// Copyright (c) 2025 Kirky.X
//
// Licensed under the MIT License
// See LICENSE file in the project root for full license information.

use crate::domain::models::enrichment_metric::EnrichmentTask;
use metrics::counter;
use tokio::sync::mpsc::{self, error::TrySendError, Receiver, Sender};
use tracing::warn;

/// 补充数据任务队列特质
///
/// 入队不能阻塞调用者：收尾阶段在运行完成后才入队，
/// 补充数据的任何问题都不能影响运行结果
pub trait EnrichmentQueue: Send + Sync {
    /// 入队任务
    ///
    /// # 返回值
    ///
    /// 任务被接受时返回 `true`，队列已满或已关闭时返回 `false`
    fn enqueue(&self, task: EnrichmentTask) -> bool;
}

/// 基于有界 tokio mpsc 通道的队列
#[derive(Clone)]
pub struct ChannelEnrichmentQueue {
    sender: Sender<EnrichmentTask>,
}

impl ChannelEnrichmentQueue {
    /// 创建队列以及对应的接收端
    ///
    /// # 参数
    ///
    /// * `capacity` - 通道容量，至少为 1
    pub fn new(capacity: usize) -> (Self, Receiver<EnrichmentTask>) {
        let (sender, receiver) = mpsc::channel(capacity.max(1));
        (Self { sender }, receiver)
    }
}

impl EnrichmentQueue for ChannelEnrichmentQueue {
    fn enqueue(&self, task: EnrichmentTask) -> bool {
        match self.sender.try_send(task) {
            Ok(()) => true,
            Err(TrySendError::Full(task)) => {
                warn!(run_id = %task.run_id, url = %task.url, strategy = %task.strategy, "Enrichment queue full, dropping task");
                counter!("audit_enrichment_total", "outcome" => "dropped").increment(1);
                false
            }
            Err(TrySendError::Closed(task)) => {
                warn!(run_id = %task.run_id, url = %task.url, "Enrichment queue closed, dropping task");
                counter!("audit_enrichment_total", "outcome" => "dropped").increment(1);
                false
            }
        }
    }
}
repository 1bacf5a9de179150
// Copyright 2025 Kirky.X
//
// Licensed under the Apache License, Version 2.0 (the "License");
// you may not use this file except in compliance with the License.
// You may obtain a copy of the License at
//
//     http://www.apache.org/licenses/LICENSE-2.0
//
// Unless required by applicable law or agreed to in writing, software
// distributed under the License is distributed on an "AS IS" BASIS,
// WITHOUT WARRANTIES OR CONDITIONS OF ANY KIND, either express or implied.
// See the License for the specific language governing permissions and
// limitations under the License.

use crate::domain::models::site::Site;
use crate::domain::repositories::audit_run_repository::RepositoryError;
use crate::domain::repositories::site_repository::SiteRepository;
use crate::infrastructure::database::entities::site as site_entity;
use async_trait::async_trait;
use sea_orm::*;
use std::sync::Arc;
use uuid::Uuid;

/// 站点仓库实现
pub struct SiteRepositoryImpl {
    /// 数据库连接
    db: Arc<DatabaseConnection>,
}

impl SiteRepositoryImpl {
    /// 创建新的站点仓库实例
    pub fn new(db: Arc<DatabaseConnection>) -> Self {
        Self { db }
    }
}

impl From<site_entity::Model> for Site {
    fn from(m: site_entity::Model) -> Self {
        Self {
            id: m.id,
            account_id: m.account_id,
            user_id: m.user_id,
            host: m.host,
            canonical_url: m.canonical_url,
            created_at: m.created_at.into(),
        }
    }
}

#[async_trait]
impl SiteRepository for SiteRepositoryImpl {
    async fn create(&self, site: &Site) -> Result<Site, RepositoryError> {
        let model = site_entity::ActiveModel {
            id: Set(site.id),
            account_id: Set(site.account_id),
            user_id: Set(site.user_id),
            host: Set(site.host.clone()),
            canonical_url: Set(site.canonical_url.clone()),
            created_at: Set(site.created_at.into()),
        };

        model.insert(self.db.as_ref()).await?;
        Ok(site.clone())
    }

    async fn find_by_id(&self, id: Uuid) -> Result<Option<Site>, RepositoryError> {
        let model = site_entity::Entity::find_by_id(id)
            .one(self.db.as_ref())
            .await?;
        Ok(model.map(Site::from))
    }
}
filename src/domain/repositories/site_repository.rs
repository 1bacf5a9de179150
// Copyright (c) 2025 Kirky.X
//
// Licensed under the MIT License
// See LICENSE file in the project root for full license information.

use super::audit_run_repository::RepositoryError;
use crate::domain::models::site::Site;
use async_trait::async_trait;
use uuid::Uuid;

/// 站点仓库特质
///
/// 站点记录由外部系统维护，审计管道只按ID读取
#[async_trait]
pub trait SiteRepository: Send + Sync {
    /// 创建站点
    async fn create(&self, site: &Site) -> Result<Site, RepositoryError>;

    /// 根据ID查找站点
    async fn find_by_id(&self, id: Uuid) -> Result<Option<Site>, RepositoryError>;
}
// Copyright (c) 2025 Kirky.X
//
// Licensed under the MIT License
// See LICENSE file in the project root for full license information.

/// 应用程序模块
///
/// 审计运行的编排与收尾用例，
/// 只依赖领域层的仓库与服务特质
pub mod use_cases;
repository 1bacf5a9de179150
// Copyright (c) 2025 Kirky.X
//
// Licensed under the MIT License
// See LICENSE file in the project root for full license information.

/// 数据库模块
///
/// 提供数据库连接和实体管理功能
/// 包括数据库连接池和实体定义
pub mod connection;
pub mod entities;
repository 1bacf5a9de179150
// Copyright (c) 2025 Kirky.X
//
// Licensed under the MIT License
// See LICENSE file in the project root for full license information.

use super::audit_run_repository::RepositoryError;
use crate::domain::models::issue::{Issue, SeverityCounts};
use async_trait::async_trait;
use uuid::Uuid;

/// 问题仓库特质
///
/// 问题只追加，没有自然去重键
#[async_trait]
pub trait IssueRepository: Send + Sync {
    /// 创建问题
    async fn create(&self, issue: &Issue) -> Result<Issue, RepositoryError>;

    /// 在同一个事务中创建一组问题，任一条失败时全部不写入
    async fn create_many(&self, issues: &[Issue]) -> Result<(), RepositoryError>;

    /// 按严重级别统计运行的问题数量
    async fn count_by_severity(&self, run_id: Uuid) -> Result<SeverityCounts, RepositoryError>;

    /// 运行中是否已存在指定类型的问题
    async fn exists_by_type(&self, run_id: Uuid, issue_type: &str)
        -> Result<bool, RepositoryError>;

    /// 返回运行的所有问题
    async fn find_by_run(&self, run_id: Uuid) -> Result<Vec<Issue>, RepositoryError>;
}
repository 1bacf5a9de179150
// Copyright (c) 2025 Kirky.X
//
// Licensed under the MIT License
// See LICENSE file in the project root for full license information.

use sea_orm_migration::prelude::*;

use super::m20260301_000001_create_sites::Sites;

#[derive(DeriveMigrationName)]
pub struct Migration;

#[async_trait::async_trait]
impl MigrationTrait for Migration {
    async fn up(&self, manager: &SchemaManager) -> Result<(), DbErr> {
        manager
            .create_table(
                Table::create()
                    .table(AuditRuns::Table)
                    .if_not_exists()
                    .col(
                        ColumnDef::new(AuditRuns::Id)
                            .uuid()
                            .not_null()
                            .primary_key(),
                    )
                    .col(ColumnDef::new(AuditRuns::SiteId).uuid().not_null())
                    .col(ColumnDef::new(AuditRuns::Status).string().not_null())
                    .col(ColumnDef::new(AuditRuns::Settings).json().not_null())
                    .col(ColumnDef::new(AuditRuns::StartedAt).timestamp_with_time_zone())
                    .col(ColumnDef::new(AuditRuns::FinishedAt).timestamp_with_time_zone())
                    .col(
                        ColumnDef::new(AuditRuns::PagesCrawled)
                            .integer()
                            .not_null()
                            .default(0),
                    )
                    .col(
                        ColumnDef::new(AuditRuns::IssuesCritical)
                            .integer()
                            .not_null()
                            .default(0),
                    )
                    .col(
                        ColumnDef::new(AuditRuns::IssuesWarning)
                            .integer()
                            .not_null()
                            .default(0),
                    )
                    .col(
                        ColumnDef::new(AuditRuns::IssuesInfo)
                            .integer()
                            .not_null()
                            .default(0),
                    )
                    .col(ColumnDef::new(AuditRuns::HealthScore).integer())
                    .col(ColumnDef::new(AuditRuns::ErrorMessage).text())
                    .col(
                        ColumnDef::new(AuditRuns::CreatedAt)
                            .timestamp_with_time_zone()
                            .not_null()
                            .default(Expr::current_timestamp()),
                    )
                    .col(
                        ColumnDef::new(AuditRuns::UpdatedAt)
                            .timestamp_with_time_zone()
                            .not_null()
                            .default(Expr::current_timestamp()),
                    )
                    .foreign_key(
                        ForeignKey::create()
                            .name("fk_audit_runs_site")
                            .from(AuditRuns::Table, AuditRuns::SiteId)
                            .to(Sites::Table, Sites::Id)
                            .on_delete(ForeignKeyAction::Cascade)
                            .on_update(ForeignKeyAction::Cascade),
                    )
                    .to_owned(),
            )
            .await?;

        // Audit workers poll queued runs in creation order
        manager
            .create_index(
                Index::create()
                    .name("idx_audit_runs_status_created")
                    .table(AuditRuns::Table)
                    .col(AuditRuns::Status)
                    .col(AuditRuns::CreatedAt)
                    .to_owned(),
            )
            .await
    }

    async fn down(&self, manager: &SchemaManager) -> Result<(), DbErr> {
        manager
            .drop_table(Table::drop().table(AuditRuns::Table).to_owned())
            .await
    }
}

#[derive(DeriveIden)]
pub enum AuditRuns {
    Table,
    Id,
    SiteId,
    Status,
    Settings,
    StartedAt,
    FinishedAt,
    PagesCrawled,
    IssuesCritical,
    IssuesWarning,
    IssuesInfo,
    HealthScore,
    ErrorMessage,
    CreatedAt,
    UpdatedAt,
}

§ **The task**
Go through the records and tally the lines that include "IssuesCritical". Write only the number.

§ **Completed task**
2